Opium, Coca, Race, and Public Health in Early Twentieth-Century Peru

Sunday, January 6, 2013: 8:30 AM
Preservation Hall, Studio 10 (New Orleans Marriott)
Adam W. V. Warren, University of Washington Seattle
This paper compares medical and public health debates about the perils of opium smoking and coca chewing in early twentieth-century Peru. During the 1910s and 1920s doctors and politicians saw both drugs as hindrances to the country’s modernization, but their consumption varied by region and by ethnic group. Opium smoking tended to be seen as an urban problem prevalent for decades within Lima’s Chinese community, while coca chewing was a centuries-old, widespread practice among indigenous peoples in the Andean highlands. Scholars such as Paul Gootenberg have argued that public health concerns over opium had little effect in shaping more recent and widespread outcry about the deleterious effects of coca consumption, which he suggests resulted from longstanding elite prejudices and international uproar about the newly discovered dangers of cocaine. Yet, the same doctors in Lima became outspoken authorities on both opium and coca consumption.

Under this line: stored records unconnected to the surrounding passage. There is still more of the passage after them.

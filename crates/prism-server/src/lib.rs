//! The server-side half of Prism: two streaming endpoints in front of the
//! hosted model.
//!
//! - `POST /api/chat` takes `{ "messages": [Turn] }` and streams the reply.
//! - `POST /api/generate` takes `{ "constraints": [...], "prompt": "..." }`
//!   and streams a Markdown document.
//!
//! Both answer `text/plain; charset=utf-8`.

mod error;

use std::sync::Arc;

use axum::body::Body;
use axum::extract::State;
use axum::http::header;
use axum::response::{IntoResponse, Response};
use axum::routing::post;
use axum::{Json, Router};
use prism_core::AiSettings;
use prism_suggest::{Assistant, ChatRequest, GenerateRequest, LlmAssistant, SuggestError, TextStream};

pub use error::ServerError;

/// Shared handler state. `assistant` is `None` when no credential was found
/// at startup; every request then fails with "Missing API Key".
#[derive(Clone)]
pub struct AppState {
    assistant: Option<Arc<dyn Assistant>>,
}

impl AppState {
    pub fn new(assistant: Arc<dyn Assistant>) -> Self {
        Self {
            assistant: Some(assistant),
        }
    }

    pub fn without_credential() -> Self {
        Self { assistant: None }
    }

    /// Build the hosted-model assistant from settings. A missing credential
    /// is not fatal for the server, only for each request.
    pub fn from_settings(settings: AiSettings) -> Result<Self, SuggestError> {
        match LlmAssistant::new(settings) {
            Ok(assistant) => {
                tracing::info!(
                    provider = assistant.provider(),
                    model = assistant.model(),
                    "model configured"
                );
                Ok(Self::new(Arc::new(assistant)))
            }
            Err(SuggestError::MissingCredential) => {
                tracing::error!(
                    "missing API key; set one of {}",
                    prism_core::CREDENTIAL_ENV_VARS.join(", ")
                );
                Ok(Self::without_credential())
            }
            Err(e) => Err(e),
        }
    }

    fn assistant(&self) -> Result<Arc<dyn Assistant>, ServerError> {
        self.assistant.clone().ok_or(ServerError::MissingCredential)
    }
}

pub fn router(state: AppState) -> Router {
    Router::new()
        .route("/api/chat", post(chat))
        .route("/api/generate", post(generate))
        .with_state(state)
}

async fn chat(
    State(state): State<AppState>,
    Json(request): Json<ChatRequest>,
) -> Result<Response, ServerError> {
    let assistant = state.assistant()?;
    tracing::info!(turns = request.messages.len(), "chat request");

    let stream = assistant.stream_chat(&request).await.map_err(|e| {
        tracing::error!(error = %e, "model call failed");
        ServerError::Upstream("Error calling model API")
    })?;
    Ok(text_response(stream))
}

async fn generate(
    State(state): State<AppState>,
    Json(request): Json<GenerateRequest>,
) -> Result<Response, ServerError> {
    let assistant = state.assistant()?;
    tracing::info!(constraints = request.constraints.len(), "generate request");

    let stream = assistant.stream_document(&request).await.map_err(|e| {
        tracing::error!(error = %e, "spec generation failed");
        ServerError::Upstream("Error generating spec")
    })?;
    Ok(text_response(stream))
}

fn text_response(stream: TextStream) -> Response {
    (
        [(header::CONTENT_TYPE, "text/plain; charset=utf-8")],
        Body::from_stream(stream),
    )
        .into_response()
}

#[cfg(test)]
mod tests {
    use super::*;
    use async_trait::async_trait;
    use axum::http::{Request, StatusCode};
    use prism_suggest::backend::text_stream;
    use tower::ServiceExt;

    /// Replies with fixed chunks to both routes.
    struct Canned(&'static [&'static str]);

    #[async_trait]
    impl Assistant for Canned {
        async fn stream_chat(&self, _: &ChatRequest) -> prism_suggest::Result<TextStream> {
            Ok(text_stream(self.0.iter().map(|c| Ok(c.to_string()))))
        }

        async fn stream_document(&self, _: &GenerateRequest) -> prism_suggest::Result<TextStream> {
            Ok(text_stream(self.0.iter().map(|c| Ok(c.to_string()))))
        }
    }

    struct Down;

    #[async_trait]
    impl Assistant for Down {
        async fn stream_chat(&self, _: &ChatRequest) -> prism_suggest::Result<TextStream> {
            Err(SuggestError::Model("quota exceeded".into()))
        }

        async fn stream_document(&self, _: &GenerateRequest) -> prism_suggest::Result<TextStream> {
            Err(SuggestError::Model("quota exceeded".into()))
        }
    }

    const CHAT_BODY: &str = r#"{"messages":[{"id":"1","role":"user","content":"I want a login"}]}"#;
    const GENERATE_BODY: &str = r#"{"constraints":[{"category":"UI","content":"Button is blue"}]}"#;

    async fn post_json(state: AppState, uri: &str, body: &'static str) -> (StatusCode, String) {
        let request = Request::post(uri)
            .header(header::CONTENT_TYPE, "application/json")
            .body(Body::from(body))
            .unwrap();
        let response = router(state).oneshot(request).await.unwrap();
        let status = response.status();
        let bytes = axum::body::to_bytes(response.into_body(), usize::MAX).await.unwrap();
        (status, String::from_utf8(bytes.to_vec()).unwrap())
    }

    #[tokio::test]
    async fn missing_credential_is_a_plain_500() {
        let (status, body) = post_json(AppState::without_credential(), "/api/chat", CHAT_BODY).await;
        assert_eq!(status, StatusCode::INTERNAL_SERVER_ERROR);
        assert_eq!(body, "Missing API Key");

        let (status, body) =
            post_json(AppState::without_credential(), "/api/generate", GENERATE_BODY).await;
        assert_eq!(status, StatusCode::INTERNAL_SERVER_ERROR);
        assert_eq!(body, "Missing API Key");
    }

    #[tokio::test]
    async fn document_chunks_are_streamed_as_text() {
        let state = AppState::new(Arc::new(Canned(&["# Spec\n", "Button is blue.\n"])));
        let (status, body) = post_json(state, "/api/generate", GENERATE_BODY).await;
        assert_eq!(status, StatusCode::OK);
        assert_eq!(body, "# Spec\nButton is blue.\n");
    }

    #[tokio::test]
    async fn chat_reply_is_streamed_as_text() {
        let state = AppState::new(Arc::new(Canned(&["Which provider?"])));
        let (status, body) = post_json(state, "/api/chat", CHAT_BODY).await;
        assert_eq!(status, StatusCode::OK);
        assert_eq!(body, "Which provider?");
    }

    #[tokio::test]
    async fn upstream_failure_is_reported() {
        let state = AppState::new(Arc::new(Down));
        let (status, body) = post_json(state.clone(), "/api/chat", CHAT_BODY).await;
        assert_eq!(status, StatusCode::INTERNAL_SERVER_ERROR);
        assert_eq!(body, "Error calling model API");

        let (_, body) = post_json(state, "/api/generate", GENERATE_BODY).await;
        assert_eq!(body, "Error generating spec");
    }
}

Drawing on public health archival materials as well various medical texts including the work of Carlos Enrique Paz Soldán, the director of Lima’s Institute of Social Medicine and an outspoken eugenist, this paper examines how doctors employed the discourse of narcotics and the language of race to assess the fitness of Chinese and indigenous populations in Peru. It asks what themes and tropes connect the practices of racializing these populations as narcotics using degenerates. It argues that scientists used medical discourse and public health interventions to construct both groups as threats to the country’s progress and as unsuitable for full citizenship barring dramatic efforts by the state.